## Exercise aim:
From the entries below, output the line with "return throughput.component_mul(&material.emitted());" and each following line up to and including the line with "0, &mut rng);", exactly as written.

The data: Begin

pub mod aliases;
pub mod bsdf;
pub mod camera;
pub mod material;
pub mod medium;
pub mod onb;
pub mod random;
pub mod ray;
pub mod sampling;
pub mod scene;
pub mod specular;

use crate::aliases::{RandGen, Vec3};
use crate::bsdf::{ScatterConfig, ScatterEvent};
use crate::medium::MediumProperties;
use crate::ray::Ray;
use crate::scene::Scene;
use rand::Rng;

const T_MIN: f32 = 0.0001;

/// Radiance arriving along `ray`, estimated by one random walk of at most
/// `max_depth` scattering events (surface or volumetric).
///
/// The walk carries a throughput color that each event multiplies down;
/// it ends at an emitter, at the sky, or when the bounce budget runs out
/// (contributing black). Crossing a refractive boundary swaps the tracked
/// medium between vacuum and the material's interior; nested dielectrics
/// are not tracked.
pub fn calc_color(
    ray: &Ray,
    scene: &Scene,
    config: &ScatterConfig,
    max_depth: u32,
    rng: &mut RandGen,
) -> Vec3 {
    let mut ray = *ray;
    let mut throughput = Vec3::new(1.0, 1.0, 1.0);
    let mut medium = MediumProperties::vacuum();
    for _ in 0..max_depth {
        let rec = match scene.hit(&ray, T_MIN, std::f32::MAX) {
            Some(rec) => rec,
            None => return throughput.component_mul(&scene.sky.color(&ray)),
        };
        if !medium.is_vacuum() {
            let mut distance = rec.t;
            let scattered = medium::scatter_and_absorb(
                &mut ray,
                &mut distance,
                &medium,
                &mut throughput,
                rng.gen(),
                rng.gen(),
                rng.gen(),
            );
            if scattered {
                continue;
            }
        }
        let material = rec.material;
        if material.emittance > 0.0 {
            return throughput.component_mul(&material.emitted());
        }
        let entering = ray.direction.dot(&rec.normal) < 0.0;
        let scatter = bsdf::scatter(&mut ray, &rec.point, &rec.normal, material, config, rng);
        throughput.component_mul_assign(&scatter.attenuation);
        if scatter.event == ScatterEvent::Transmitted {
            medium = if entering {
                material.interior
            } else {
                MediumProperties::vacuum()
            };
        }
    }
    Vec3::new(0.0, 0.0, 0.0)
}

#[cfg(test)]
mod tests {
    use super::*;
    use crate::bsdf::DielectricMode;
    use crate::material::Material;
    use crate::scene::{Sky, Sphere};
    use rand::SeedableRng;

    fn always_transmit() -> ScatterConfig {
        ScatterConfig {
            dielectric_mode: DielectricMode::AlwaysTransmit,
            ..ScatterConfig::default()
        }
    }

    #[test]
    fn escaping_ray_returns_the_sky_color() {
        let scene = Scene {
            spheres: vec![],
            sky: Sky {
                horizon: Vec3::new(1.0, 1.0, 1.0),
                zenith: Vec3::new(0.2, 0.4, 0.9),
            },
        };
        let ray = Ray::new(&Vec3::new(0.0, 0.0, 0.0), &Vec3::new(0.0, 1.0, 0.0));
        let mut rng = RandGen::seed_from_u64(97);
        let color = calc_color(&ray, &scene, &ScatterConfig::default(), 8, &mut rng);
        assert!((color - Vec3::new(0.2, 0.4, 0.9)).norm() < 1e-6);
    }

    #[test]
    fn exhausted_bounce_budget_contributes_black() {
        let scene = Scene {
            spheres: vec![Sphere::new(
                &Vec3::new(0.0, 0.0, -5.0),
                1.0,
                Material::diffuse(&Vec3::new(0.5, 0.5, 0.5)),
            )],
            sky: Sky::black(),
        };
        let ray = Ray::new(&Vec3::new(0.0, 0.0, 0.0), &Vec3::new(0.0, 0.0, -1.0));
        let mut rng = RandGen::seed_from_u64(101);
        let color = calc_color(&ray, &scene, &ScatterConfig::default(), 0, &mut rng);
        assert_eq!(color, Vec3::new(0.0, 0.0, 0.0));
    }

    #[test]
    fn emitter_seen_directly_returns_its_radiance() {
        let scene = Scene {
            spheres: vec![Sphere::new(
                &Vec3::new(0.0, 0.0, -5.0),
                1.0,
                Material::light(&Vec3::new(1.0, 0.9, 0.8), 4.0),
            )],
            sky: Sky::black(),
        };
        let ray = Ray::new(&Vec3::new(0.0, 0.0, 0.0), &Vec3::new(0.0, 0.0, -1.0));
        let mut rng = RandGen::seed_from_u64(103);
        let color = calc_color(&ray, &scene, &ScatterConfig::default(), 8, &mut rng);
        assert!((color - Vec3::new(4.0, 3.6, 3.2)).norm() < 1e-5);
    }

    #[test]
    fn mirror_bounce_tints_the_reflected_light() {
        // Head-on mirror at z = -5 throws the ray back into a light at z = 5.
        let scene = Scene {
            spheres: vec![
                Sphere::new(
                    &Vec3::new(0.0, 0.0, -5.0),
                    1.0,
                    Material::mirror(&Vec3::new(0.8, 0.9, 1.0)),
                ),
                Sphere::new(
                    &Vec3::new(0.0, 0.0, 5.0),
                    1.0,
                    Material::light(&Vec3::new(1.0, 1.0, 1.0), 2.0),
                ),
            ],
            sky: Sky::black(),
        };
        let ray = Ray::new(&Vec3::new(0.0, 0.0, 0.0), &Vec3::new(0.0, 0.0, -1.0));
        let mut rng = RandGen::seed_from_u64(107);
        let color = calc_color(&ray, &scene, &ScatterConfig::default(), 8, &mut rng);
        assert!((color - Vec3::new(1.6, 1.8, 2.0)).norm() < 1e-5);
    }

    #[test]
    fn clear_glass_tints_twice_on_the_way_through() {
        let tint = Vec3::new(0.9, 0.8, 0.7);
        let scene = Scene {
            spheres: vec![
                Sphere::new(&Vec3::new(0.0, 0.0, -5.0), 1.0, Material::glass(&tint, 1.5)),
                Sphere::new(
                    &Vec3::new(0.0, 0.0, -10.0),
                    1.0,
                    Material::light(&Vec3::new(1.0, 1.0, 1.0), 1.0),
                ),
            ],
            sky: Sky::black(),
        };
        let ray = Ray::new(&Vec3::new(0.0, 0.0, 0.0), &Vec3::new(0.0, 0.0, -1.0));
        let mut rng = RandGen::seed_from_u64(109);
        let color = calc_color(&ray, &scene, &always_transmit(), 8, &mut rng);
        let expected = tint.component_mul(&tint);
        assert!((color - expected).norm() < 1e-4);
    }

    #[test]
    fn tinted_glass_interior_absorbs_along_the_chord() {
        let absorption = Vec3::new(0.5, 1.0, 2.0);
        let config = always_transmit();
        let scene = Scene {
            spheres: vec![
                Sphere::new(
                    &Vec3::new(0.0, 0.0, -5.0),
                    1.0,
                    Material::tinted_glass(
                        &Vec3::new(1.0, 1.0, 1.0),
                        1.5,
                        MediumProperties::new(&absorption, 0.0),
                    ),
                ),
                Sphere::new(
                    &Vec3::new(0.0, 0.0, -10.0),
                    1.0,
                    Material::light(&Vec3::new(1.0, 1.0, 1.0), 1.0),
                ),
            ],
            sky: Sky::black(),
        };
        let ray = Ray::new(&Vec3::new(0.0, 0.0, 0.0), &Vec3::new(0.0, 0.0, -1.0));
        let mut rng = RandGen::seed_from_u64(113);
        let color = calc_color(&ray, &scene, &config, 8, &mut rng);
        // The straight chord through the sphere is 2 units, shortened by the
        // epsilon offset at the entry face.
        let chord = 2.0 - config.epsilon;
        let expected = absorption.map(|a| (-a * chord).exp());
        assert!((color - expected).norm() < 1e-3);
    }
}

The data: End

## Exercise solution:
            return throughput.component_mul(&material.emitted());
        }
        let entering = ray.direction.dot(&rec.normal) < 0.0;
        let scatter = bsdf::scatter(&mut ray, &rec.point, &rec.normal, material, config, rng);
        throughput.component_mul_assign(&scatter.attenuation);
        if scatter.event == ScatterEvent::Transmitted {
            medium = if entering {
                material.interior
            } else {
                MediumProperties::vacuum()
            };
        }
    }
    Vec3::new(0.0, 0.0, 0.0)
}

#[cfg(test)]
mod tests {
    use super::*;
    use crate::bsdf::DielectricMode;
    use crate::material::Material;
    use crate::scene::{Sky, Sphere};
    use rand::SeedableRng;

    fn always_transmit() -> ScatterConfig {
        ScatterConfig {
            dielectric_mode: DielectricMode::AlwaysTransmit,
            ..ScatterConfig::default()
        }
    }

    #[test]
    fn escaping_ray_returns_the_sky_color() {
        let scene = Scene {
            spheres: vec![],
            sky: Sky {
                horizon: Vec3::new(1.0, 1.0, 1.0),
                zenith: Vec3::new(0.2, 0.4, 0.9),
            },
        };
        let ray = Ray::new(&Vec3::new(0.0, 0.0, 0.0), &Vec3::new(0.0, 1.0, 0.0));
        let mut rng = RandGen::seed_from_u64(97);
        let color = calc_color(&ray, &scene, &ScatterConfig::default(), 8, &mut rng);
        assert!((color - Vec3::new(0.2, 0.4, 0.9)).norm() < 1e-6);
    }

    #[test]
    fn exhausted_bounce_budget_contributes_black() {
        let scene = Scene {
            spheres: vec![Sphere::new(
                &Vec3::new(0.0, 0.0, -5.0),
                1.0,
                Material::diffuse(&Vec3::new(0.5, 0.5, 0.5)),
            )],
            sky: Sky::black(),
        };
        let ray = Ray::new(&Vec3::new(0.0, 0.0, 0.0), &Vec3::new(0.0, 0.0, -1.0));
        let mut rng = RandGen::seed_from_u64(101);
        let color = calc_color(&ray, &scene, &ScatterConfig::default(), 0, &mut rng);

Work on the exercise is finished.